The recently released Disney animated hit, "Ratatouille," features a mean restaurant critic named Anton Ego, also called "The Grim Eater." Mr. Ego, as scrawny as an old stick, comes to a restaurant named for the late, great chef Auguste Gusteau, whose kitchen has secretly been taken over by a gourmet rat named Remy and his rodent entourage.
Ego, aware of the restaurant's growing reputation as a gourmet heaven, is ready to be unimpressed. And then he tastes the restaurant's special dish of the evening, ratatouille. At first bite, Ego is a changed man. He almost melts into his chair, a goofy grin on his lantern-jawed face.
Before you scurry (OK, bad choice of word) for the nearest exit because of the idea of rats in the kitchen (with aprons yet), it's important to recognize why Ego changes his ways. The restaurant's ratatouille, an elegant presentation of an old French peasant dish made of vegetables and herbs, reminds the nasty villain of his childhood when, as a chubby sweetie- pie of a boy, he used to come home to the aroma of his mother's homespun version of that same dish.
I saw this film with my 5-year-old grandson, and on the way home he asked, "Grammy, why did the bad guy change into such a good guy when he ate that food?"
"Good question," I answered. But how to reply? Then I remembered my mother's corn soup.
The soup was a thick chowder made with canned creamed corn, milk, the unpeeled root end of an onion, and a hearty dose of pepper.
Hardly gourmet fare, but it was not the soup that I recall so much as the anticipation as I neared my house. The chowder was always an autumn dish, although I don't know exactly why. So I associate the smell of the onion and pepper with coming home from school, walking through dried leaves.
The soup was tongue-bruisingly hot and tasted as if it had come from the kitchens of the queens of England. If you'd feed it to me today, there's no doubt that any frown on my face would straighten out and I'd hear the sound of autumn leaves crunching, crunching. Even Anton Ego might have scowled a little less.
And then I knew, through that kitchen full of rodent chefs and Mr. Ego's rapturous response, that Marcel Proust was right when he wrote that famous passage in "Remembrance of Things Past": "And as soon as I had recognized the taste of the piece of madeleine soaked in her decoction of lime-blossom which my aunt used to give me (although I did not yet know and must long postpone the discovery of why this memory made me so happy) immediately the old grey house upon the street, where her room was, rose up like a stage set to attach itself to the little pavilion opening on to the garden...."
If a bite of a little cake can do all that for Proust, it surely must work for the rest of us.
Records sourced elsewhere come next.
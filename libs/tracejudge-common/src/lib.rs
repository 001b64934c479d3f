pub mod config;
pub mod records;
pub mod stats;
pub mod types;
So I asked around about food memories.
My friend Susan responded immediately that she remembers the "sweet and vanilla-y" smell of floating island, which her mother made for her when she wasn't feeling well.
She added that as she was making split pea soup recently, the aroma somehow reminded her of Christmas Eve when she was little and the house filled with "the smell of spices and anticipation."
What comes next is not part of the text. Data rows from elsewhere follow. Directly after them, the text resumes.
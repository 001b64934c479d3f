// CLI commands for running candidates and maintaining response files
use anyhow::{bail, Context, Result};
use serde::Serialize;
use std::fs;
use std::path::Path;
use std::time::Duration;
use tracejudge_common::config::SandboxConfig;
use tracejudge_common::records;
use tracejudge_common::stats::ConfusionStats;
use tracejudge_common::types::{ExecutionStatus, Persona, ResponseRecord};
use tracejudge_sandbox::aggregator::{aggregate_stats, confusion_stats};
use tracejudge_sandbox::evaluator::evaluate_case;
use tracejudge_sandbox::extractor::extract_code;
use tracejudge_sandbox::LocalEngine;
use tracing::warn;

fn load_config(path: &Path) -> Result<SandboxConfig> {
    let mut config = SandboxConfig::load_or_default(path)?;
    config.apply_overrides(|key| std::env::var(key).ok())?;
    Ok(config)
}

fn ensure_exists(path: &Path) -> Result<()> {
    if !path.exists() {
        bail!("File {} does not exist", path.display());
    }
    Ok(())
}

/// Run one source file in the sandbox and report what happened
pub async fn run(
    config_path: &Path,
    source: &Path,
    input: Option<&Path>,
    expected: Option<&Path>,
    time_limit: Option<f64>,
) -> Result<()> {
    let config = load_config(config_path)?;
    let source_code = fs::read_to_string(source)
        .with_context(|| format!("Failed to read {}", source.display()))?;
    let stdin = match input {
        Some(path) => {
            fs::read_to_string(path).with_context(|| format!("Failed to read {}", path.display()))?
        }
        None => String::new(),
    };

    let mut limits = config.limits();
    if let Some(secs) = time_limit {
        if !(secs.is_finite() && secs > 0.0) {
            bail!("--time-limit must be a positive number of seconds");
        }
        limits.time_limit = Duration::from_secs_f64(secs);
    }

    let engine = LocalEngine::new(&config);
    if limits.memory_limit_bytes.is_some() && !engine.capabilities().memory_limit_active {
        println!("⚠️  Memory limit is not enforced on this platform");
    }

    println!("🚀 Running {}...", source.display());
    let result = engine.run(&source_code, &stdin, &limits).await?;

    let status = match result.status {
        ExecutionStatus::Completed => "completed",
        ExecutionStatus::TimedOut => "timed out",
        ExecutionStatus::RuntimeError => "runtime error",
        ExecutionStatus::MemoryExceeded => "memory limit exceeded",
    };
    println!("Status:  {}", status);
    println!("Elapsed: {}ms", result.elapsed_ms);
    if let Some(kb) = result.peak_memory_kb {
        println!("Memory:  {} KiB", kb);
    }
    if let Some(error) = &result.error {
        println!("Error:   {}", error);
    }
    println!("{}", "─".repeat(40));
    print!("{}", result.output);
    if !result.output.is_empty() && !result.output.ends_with('\n') {
        println!();
    }
    println!("{}", "─".repeat(40));
    if result.output_truncated {
        println!("⚠️  Output truncated at {} bytes", config.max_output_bytes);
    }

    if let Some(path) = expected {
        let expected_output = fs::read_to_string(path)
            .with_context(|| format!("Failed to read {}", path.display()))?;
        let verdict = evaluate_case(&result, &expected_output, &config.tolerance);
        println!("Verdict: {}", verdict);
    }

    Ok(())
}

/// Print the program extracted from a raw response
pub fn extract(config_path: &Path, response: &Path) -> Result<()> {
    let config = load_config(config_path)?;
    let text = fs::read_to_string(response)
        .with_context(|| format!("Failed to read {}", response.display()))?;

    match extract_code(&text, &config.extraction) {
        Some(code) => println!("{}", code),
        None => bail!("No {} code block found", config.extraction.languages.join("/")),
    }
    Ok(())
}

/// Fill `confusion_matrix` on records lacking it, rewriting the file only if something changed
pub fn add_stats(file: &Path) -> Result<()> {
    ensure_exists(file)?;
    println!("📝 Processing {}...", file.display());

    let mut responses = records::read_records(file)?;
    println!("Found {} responses", responses.len());

    let updated = add_missing_stats(&mut responses);
    if updated > 0 {
        records::write_records(file, &responses)?;
        println!("✅ Updated {} responses with confusion matrix statistics", updated);
    } else {
        println!("No responses needed updating");
    }
    Ok(())
}

fn add_missing_stats(responses: &mut [ResponseRecord]) -> usize {
    let mut updated = 0;
    for response in responses.iter_mut() {
        if response.confusion_matrix.is_some()
            || response.expected_outputs.is_empty()
            || response.generated_outputs.is_empty()
        {
            continue;
        }

        match confusion_stats(&response.expected_outputs, &response.generated_outputs) {
            Ok(stats) => {
                response.confusion_matrix = Some(stats);
                updated += 1;
            }
            Err(e) => {
                warn!(response_id = %response.id, error = %e, "Skipping response");
            }
        }
    }
    updated
}

#[derive(Debug, Serialize)]
struct PerformanceSummary {
    naive: Option<ConfusionStats>,
    reasoning: Option<ConfusionStats>,
    overall: ConfusionStats,
    counts: SummaryCounts,
}

#[derive(Debug, Serialize)]
struct SummaryCounts {
    total: usize,
    naive: usize,
    reasoning: usize,
}

fn performance_summary(responses: &[ResponseRecord]) -> PerformanceSummary {
    let by_persona = |persona: Persona| -> Vec<&ResponseRecord> {
        responses.iter().filter(|r| r.persona == persona).collect()
    };
    let naive = by_persona(Persona::Naive);
    let reasoning = by_persona(Persona::Reasoning);

    let stats = |group: &[&ResponseRecord]| {
        (!group.is_empty())
            .then(|| aggregate_stats(group.iter().map(|r| r.confusion_matrix.as_ref())))
    };

    PerformanceSummary {
        naive: stats(&naive),
        reasoning: stats(&reasoning),
        overall: aggregate_stats(responses.iter().map(|r| r.confusion_matrix.as_ref())),
        counts: SummaryCounts {
            total: responses.len(),
            naive: naive.len(),
            reasoning: reasoning.len(),
        },
    }
}

fn print_stats(title: &str, stats: &ConfusionStats) {
    println!("=== {} ===", title);
    println!("Accuracy: {:.3}", stats.accuracy());
    println!("Precision: {:.3}", stats.precision());
    println!("Recall: {:.3}", stats.recall());
    println!("F1 Score: {:.3}", stats.f1_score());
    println!("Specificity: {:.3}", stats.specificity());
    println!("Total Samples: {}", stats.total_samples());
    println!("True Positives: {}", stats.true_positives);
    println!("False Positives: {}", stats.false_positives);
    println!("False Negatives: {}", stats.false_negatives);
    println!("True Negatives: {}", stats.true_negatives);
    println!();
}

/// Aggregate stored confusion statistics by persona
pub fn summarize(file: &Path, json: bool) -> Result<()> {
    ensure_exists(file)?;
    let responses = records::read_records(file)?;
    let summary = performance_summary(&responses);

    if json {
        println!("{}", serde_json::to_string_pretty(&summary)?);
        return Ok(());
    }

    println!("📊 Analyzing {}...", file.display());
    println!("Found {} responses", summary.counts.total);
    println!("  - Naive: {}", summary.counts.naive);
    println!("  - Reasoning: {}", summary.counts.reasoning);
    println!();

    if let Some(stats) = &summary.naive {
        print_stats("NAIVE CODER PERFORMANCE", stats);
    }
    if let Some(stats) = &summary.reasoning {
        print_stats("REASONING PERFORMANCE", stats);
    }
    if summary.counts.total > 0 {
        print_stats("OVERALL PERFORMANCE", &summary.overall);
    }
    Ok(())
}

pub fn convert(input: &Path, output: &Path) -> Result<()> {
    ensure_exists(input)?;
    let count = records::convert_jsonl_to_json(input, output)?;
    println!(
        "✅ Converted {} responses from {} to {}",
        count,
        input.display(),
        output.display()
    );
    Ok(())
}

pub fn prune_blank(input: &Path, output: &Path) -> Result<()> {
    ensure_exists(input)?;
    let (kept, removed) = records::prune_blank(input, output)?;
    println!(
        "✅ Removed {} blank responses, kept {} ({})",
        removed,
        kept,
        output.display()
    );
    Ok(())
}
My friend Sol said that he recalls the apple cake that his mother baked on Fridays because that was the day that he and his brother were allowed to bring home storybooks from school. "We would polish off that warm cake and read."
My cousin Debbie is old enough to remember when kids walked home from school for lunch. She remembers doing that and watching "Jeopardy!" on television with a cup of (you guessed it) canned tomato soup and a grilled cheese sandwich.
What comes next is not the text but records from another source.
use serde::{Deserialize, Serialize};
use std::fmt;
use std::ops::{Add, AddAssign};

/// True/false positive/negative counts for predicted vs expected outputs
///
/// Derived metrics are recomputed from the counts on every read, and are
/// also written out so the annotation UI does not have to recompute them.
#[derive(Debug, Clone, Copy, Default, PartialEq, Eq, Serialize, Deserialize)]
#[serde(from = "ConfusionStatsRepr", into = "ConfusionStatsRepr")]
pub struct ConfusionStats {
    pub true_positives: u64,
    pub true_negatives: u64,
    pub false_positives: u64,
    pub false_negatives: u64,
}

impl ConfusionStats {
    pub fn new(
        true_positives: u64,
        true_negatives: u64,
        false_positives: u64,
        false_negatives: u64,
    ) -> Self {
        Self {
            true_positives,
            true_negatives,
            false_positives,
            false_negatives,
        }
    }

    pub fn total_samples(&self) -> u64 {
        self.true_positives + self.true_negatives + self.false_positives + self.false_negatives
    }

    pub fn accuracy(&self) -> f64 {
        ratio(self.true_positives + self.true_negatives, self.total_samples())
    }

    pub fn precision(&self) -> f64 {
        ratio(self.true_positives, self.true_positives + self.false_positives)
    }

    pub fn recall(&self) -> f64 {
        ratio(self.true_positives, self.true_positives + self.false_negatives)
    }

    pub fn f1_score(&self) -> f64 {
        let precision = self.precision();
        let recall = self.recall();
        if precision + recall == 0.0 {
            return 0.0;
        }
        2.0 * precision * recall / (precision + recall)
    }

    pub fn specificity(&self) -> f64 {
        ratio(self.true_negatives, self.true_negatives + self.false_positives)
    }
}

fn ratio(numerator: u64, denominator: u64) -> f64 {
    if denominator == 0 {
        0.0
    } else {
        numerator as f64 / denominator as f64
    }
}

impl Add for ConfusionStats {
    type Output = ConfusionStats;

    fn add(self, other: ConfusionStats) -> ConfusionStats {
        ConfusionStats {
            true_positives: self.true_positives + other.true_positives,
            true_negatives: self.true_negatives + other.true_negatives,
            false_positives: self.false_positives + other.false_positives,
            false_negatives: self.false_negatives + other.false_negatives,
        }
    }
}

impl AddAssign for ConfusionStats {
    fn add_assign(&mut self, other: ConfusionStats) {
        *self = *self + other;
    }
}

impl fmt::Display for ConfusionStats {
    fn fmt(&self, f: &mut fmt::Formatter<'_>) -> fmt::Result {
        write!(
            f,
            "TP={} TN={} FP={} FN={} accuracy={:.3} precision={:.3} recall={:.3} f1={:.3}",
            self.true_positives,
            self.true_negatives,
            self.false_positives,
            self.false_negatives,
            self.accuracy(),
            self.precision(),
            self.recall(),
            self.f1_score()
        )
    }
}

#[derive(Serialize, Deserialize)]
struct ConfusionStatsRepr {
    #[serde(default)]
    true_positives: u64,
    #[serde(default)]
    true_negatives: u64,
    #[serde(default)]
    false_positives: u64,
    #[serde(default)]
    false_negatives: u64,
    #[serde(default)]
    accuracy: f64,
    #[serde(default)]
    precision: f64,
    #[serde(default)]
    recall: f64,
    #[serde(default)]
    f1_score: f64,
    #[serde(default)]
    specificity: f64,
    #[serde(default)]
    total_samples: u64,
}

impl From<ConfusionStatsRepr> for ConfusionStats {
    fn from(repr: ConfusionStatsRepr) -> Self {
        ConfusionStats::new(
            repr.true_positives,
            repr.true_negatives,
            repr.false_positives,
            repr.false_negatives,
        )
    }
}

impl From<ConfusionStats> for ConfusionStatsRepr {
    fn from(stats: ConfusionStats) -> Self {
        ConfusionStatsRepr {
            true_positives: stats.true_positives,
            true_negatives: stats.true_negatives,
            false_positives: stats.false_positives,
            false_negatives: stats.false_negatives,
            accuracy: stats.accuracy(),
            precision: stats.precision(),
            recall: stats.recall(),
            f1_score: stats.f1_score(),
            specificity: stats.specificity(),
            total_samples: stats.total_samples(),
        }
    }
}

#[cfg(test)]
mod tests {
    use super::*;

    #[test]
    fn test_metrics() {
        let stats = ConfusionStats::new(6, 2, 1, 1);

        assert_eq!(stats.total_samples(), 10);
        assert!((stats.accuracy() - 0.8).abs() < 1e-9);
        assert!((stats.precision() - 6.0 / 7.0).abs() < 1e-9);
        assert!((stats.recall() - 6.0 / 7.0).abs() < 1e-9);
        assert!((stats.f1_score() - 6.0 / 7.0).abs() < 1e-9);
        assert!((stats.specificity() - 2.0 / 3.0).abs() < 1e-9);
    }

    #[test]
    fn test_zero_denominators() {
        let empty = ConfusionStats::default();
        assert_eq!(empty.accuracy(), 0.0);
        assert_eq!(empty.precision(), 0.0);
        assert_eq!(empty.recall(), 0.0);
        assert_eq!(empty.f1_score(), 0.0);
        assert_eq!(empty.specificity(), 0.0);
    }

    #[test]
    fn test_add() {
        let mut total = ConfusionStats::new(1, 0, 2, 0);
        total += ConfusionStats::new(3, 1, 0, 4);
        assert_eq!(total, ConfusionStats::new(4, 1, 2, 4));
    }

    #[test]
    fn test_serialized_form_includes_derived_metrics() {
        let value = serde_json::to_value(ConfusionStats::new(3, 0, 1, 0)).unwrap();
        assert_eq!(value["true_positives"], 3);
        assert_eq!(value["total_samples"], 4);
        assert_eq!(value["precision"], 0.75);
    }

    #[test]
    fn test_stale_derived_metrics_are_ignored_on_read() {
        let stats: ConfusionStats = serde_json::from_str(
            r#"{"true_positives":1,"true_negatives":0,"false_positives":1,
                "false_negatives":0,"accuracy":0.99}"#,
        )
        .unwrap();
        assert_eq!(stats.accuracy(), 0.5);
    }
}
My friend Colette said that for her, it was the toast: "At 8 years old, I loved days on which I could go home, change out of my school uniform, and eat two pieces of white toast covered in butter and sprinkled with cinnamon and sugar. Life was perfect for that hour."
As my grandson and I drove home after seeing "Ratatouille," I asked him what food he thinks he'll remember when he grows up. I wondered how he was going to answer. He doesn't come home from preschool for lunch, and his dinners are often picked up from a restaurant by his two very busy working parents.
But he thought for a moment, and then I saw his face light up. "Ice cream!" he shouted. "It means my birthday party's coming up.
"I hope they still make strawberry when I'm big," he added.
I assured him that they will, while I allowed myself the vision of a grown-up man polishing off a dish of strawberry ice cream, licking the spoon – and remembering.